FILE - This undated electron microscope image made available by the U.S. National Institutes of Health in February 2020 shows the Novel Coronavirus SARS-CoV-2. Also known as 2019-nCoV, the virus causes COVID-19. The sample was isolated from a patient in the U.S. On Friday, Feb. 21, 2020, The Associated Press …

China has rejected calls for an independent international investigation into the origin of the coronavirus, according to a recent British Broadcasting Corporation report.

Chen Wen, a top diplomat in the United Kingdom, told the BBC the demands for an international investigation were politically motivated and would divert China’s attention from fighting the pandemic. Chen said:

The independent inquiry is politically motivated. We are fighting the virus at the moment, we are concentrating all our efforts on fighting against the virus. Why talk about an investigation into this? This will divert not only attention, it will divert resources.

This is a politically motivated initiative, I think no one can agree on this…It would serve nobody any good.

The virus was first discovered in patients in Wuhan city in Hubei Province, China. There has been some speculation about the virus’s origins, but no definitive answers.

One theory is that it emerged at a wet market in Wuhan and spread from wild animals to humans. Another theory is that it originated from the Wuhan Institute of Virology, which is known to have conducted risky research on bat coronaviruses.
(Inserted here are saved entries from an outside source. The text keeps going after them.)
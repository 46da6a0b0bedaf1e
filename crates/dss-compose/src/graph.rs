//! The resource graph: output of one composition run
//!
//! Each slot is an `Option`: `None` means the slot was not requested or its
//! collaborator produced nothing. Absent slots are omitted when serialized,
//! never rendered as empty documents.

use serde::Serialize;
use serde_json::Value;

use dss_common::{Error, Result};

use crate::fragment::Fragment;
use crate::slot::{MeshSlot, Slot};

/// The Istio overlay composite
#[derive(Clone, Debug, PartialEq, Serialize)]
pub struct MeshOverlay {
    /// Mesh base definitions
    #[serde(skip_serializing_if = "Option::is_none")]
    pub base: Option<Fragment>,
    /// Custom resource definitions
    #[serde(skip_serializing_if = "Option::is_none")]
    pub crd: Option<Fragment>,
    /// Service-graph visualization
    #[serde(skip_serializing_if = "Option::is_none")]
    pub kiali: Option<Fragment>,
    /// Distributed tracing
    #[serde(skip_serializing_if = "Option::is_none")]
    pub tracing: Option<Fragment>,
}

impl MeshOverlay {
    /// The fragment for a mesh sub-slot
    pub fn get(&self, slot: MeshSlot) -> Option<&Fragment> {
        match slot {
            MeshSlot::Base => self.base.as_ref(),
            MeshSlot::Crd => self.crd.as_ref(),
            MeshSlot::Kiali => self.kiali.as_ref(),
            MeshSlot::Tracing => self.tracing.as_ref(),
        }
    }

    /// Whether no sub-slot holds anything
    pub fn is_empty(&self) -> bool {
        MeshSlot::ALL.into_iter().all(|slot| self.get(slot).is_none())
    }

    /// Fragments in sub-slot order, skipping absent ones
    pub fn fragments(&self) -> impl Iterator<Item = (MeshSlot, &Fragment)> {
        MeshSlot::ALL
            .into_iter()
            .filter_map(move |slot| self.get(slot).map(|f| (slot, f)))
    }
}

/// Named collection of fragments produced by one composition run
#[derive(Clone, Debug, PartialEq, Serialize)]
pub struct ResourceGraph {
    /// Target namespace
    pub default_namespace: Fragment,
    /// ConfigMap carrying the cluster name
    pub cluster_metadata: Fragment,
    /// Privileged RoleBinding, when requested
    #[serde(rename = "pspRB", skip_serializing_if = "Option::is_none")]
    pub psp_role_binding: Option<Fragment>,
    /// Storage cluster
    #[serde(rename = "sset", skip_serializing_if = "Option::is_none")]
    pub storage_cluster: Option<Fragment>,
    /// Auxiliary services
    #[serde(skip_serializing_if = "Option::is_none")]
    pub auxiliary: Option<Fragment>,
    /// HTTP gateway
    #[serde(skip_serializing_if = "Option::is_none")]
    pub gateway: Option<Fragment>,
    /// gRPC backend
    #[serde(skip_serializing_if = "Option::is_none")]
    pub backend: Option<Fragment>,
    /// Prometheus metrics
    #[serde(skip_serializing_if = "Option::is_none")]
    pub prometheus: Option<Fragment>,
    /// Grafana dashboards
    #[serde(skip_serializing_if = "Option::is_none")]
    pub grafana: Option<Fragment>,
    /// Alerting, when enabled
    #[serde(skip_serializing_if = "Option::is_none")]
    pub alertmanager: Option<Fragment>,
    /// Mesh overlay, when enabled and at least one part was generated
    #[serde(skip_serializing_if = "Option::is_none")]
    pub istio: Option<MeshOverlay>,
}

impl ResourceGraph {
    /// The fragment in a non-composite slot
    ///
    /// Returns `None` for `Slot::Istio`; use the `istio` field for the overlay.
    pub fn get(&self, slot: Slot) -> Option<&Fragment> {
        match slot {
            Slot::DefaultNamespace => Some(&self.default_namespace),
            Slot::ClusterMetadata => Some(&self.cluster_metadata),
            Slot::PspRoleBinding => self.psp_role_binding.as_ref(),
            Slot::StorageCluster => self.storage_cluster.as_ref(),
            Slot::Auxiliary => self.auxiliary.as_ref(),
            Slot::Gateway => self.gateway.as_ref(),
            Slot::Backend => self.backend.as_ref(),
            Slot::Prometheus => self.prometheus.as_ref(),
            Slot::Grafana => self.grafana.as_ref(),
            Slot::Alertmanager => self.alertmanager.as_ref(),
            Slot::Istio => None,
        }
    }

    /// Whether a slot holds anything
    pub fn contains(&self, slot: Slot) -> bool {
        match slot {
            Slot::Istio => self.istio.is_some(),
            other => self.get(other).is_some(),
        }
    }

    /// Every present fragment with its qualified slot name, in graph order
    pub fn fragments(&self) -> Vec<(String, &Fragment)> {
        let mut out = Vec::new();
        for slot in Slot::ALL {
            if slot == Slot::Istio {
                if let Some(mesh) = &self.istio {
                    out.extend(
                        mesh.fragments()
                            .map(|(sub, fragment)| (sub.qualified_name(), fragment)),
                    );
                }
            } else if let Some(fragment) = self.get(slot) {
                out.push((slot.as_str().to_string(), fragment));
            }
        }
        out
    }

    /// Qualified names of the present slots (`istio.kiali` for mesh parts)
    pub fn present_slots(&self) -> Vec<String> {
        self.fragments().into_iter().map(|(name, _)| name).collect()
    }

    /// Flatten into individual resources in apply order.
    ///
    /// Resources are collected slot by slot, then stably sorted by
    /// [`kind_priority`] so namespaces, CRDs and RBAC land before workloads.
    pub fn manifests(&self) -> Vec<&Value> {
        let mut resources: Vec<&Value> = self
            .fragments()
            .into_iter()
            .flat_map(|(_, fragment)| fragment.resources())
            .collect();
        resources.sort_by_key(|r| kind_priority(r["kind"].as_str().unwrap_or_default()));
        resources
    }

    /// Render [`manifests`](Self::manifests) as a `---`-separated YAML stream
    pub fn to_yaml_stream(&self) -> Result<String> {
        let mut out = String::new();
        for resource in self.manifests() {
            let doc = serde_yaml::to_string(resource).map_err(|e| {
                Error::serialization_for_kind(
                    resource["kind"].as_str().unwrap_or("unknown"),
                    e.to_string(),
                )
            })?;
            out.push_str("---\n");
            out.push_str(&doc);
        }
        Ok(out)
    }

    /// The whole graph as a JSON document keyed by slot name
    pub fn to_value(&self) -> Result<Value> {
        serde_json::to_value(self)
            .map_err(|e| Error::serialization(format!("failed to serialize resource graph: {e}")))
    }
}

/// Apply priority for a Kubernetes resource kind (lower = apply first)
pub fn kind_priority(kind: &str) -> u8 {
    match kind {
        "Namespace" => 0,
        "CustomResourceDefinition" => 1,
        "ServiceAccount" => 2,
        "ClusterRole" | "Role" => 3,
        "ClusterRoleBinding" | "RoleBinding" => 4,
        "ConfigMap" | "Secret" => 5,
        "Service" => 6,
        "Deployment" | "DaemonSet" | "StatefulSet" => 7,
        "HorizontalPodAutoscaler" => 8,
        _ => 10,
    }
}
Chinese officials and state-controlled media have spread theories that it came from U.S. Army soldiers, or an Army lab in Maryland. The Chinese ambassador to the U.S. disavowed that theory, but state-controlled media has continued to spread it.

United States leaders and lawmakers have demanded an inquiry into the origins of the virus, but they are not alone. On Thursday, Australian Prime Minister Scott Morrison said he would push for an investigation at the World Health Organization’s annual World Health Assembly meeting next month.

But Chen said her country could not agree to any international organization. She told BBC that there was a lot of rumors about the origins of the virus, but that such misinformation was as dangerous as coronavirus itself, if not even more so.

However, a recent report from the European Union accused China of spreading disinformation abut the virus among public audiences in the EU and the “wider neighbourhood.”

The report claims:

Chinese officials and state media have been trying to deflect blame for the outbreak, curtailing any mentions of Wuhan as the origin of the virus, with some state-controlled social media channels continuing to spread the theory that the outbreak was linked to visiting US military representatives.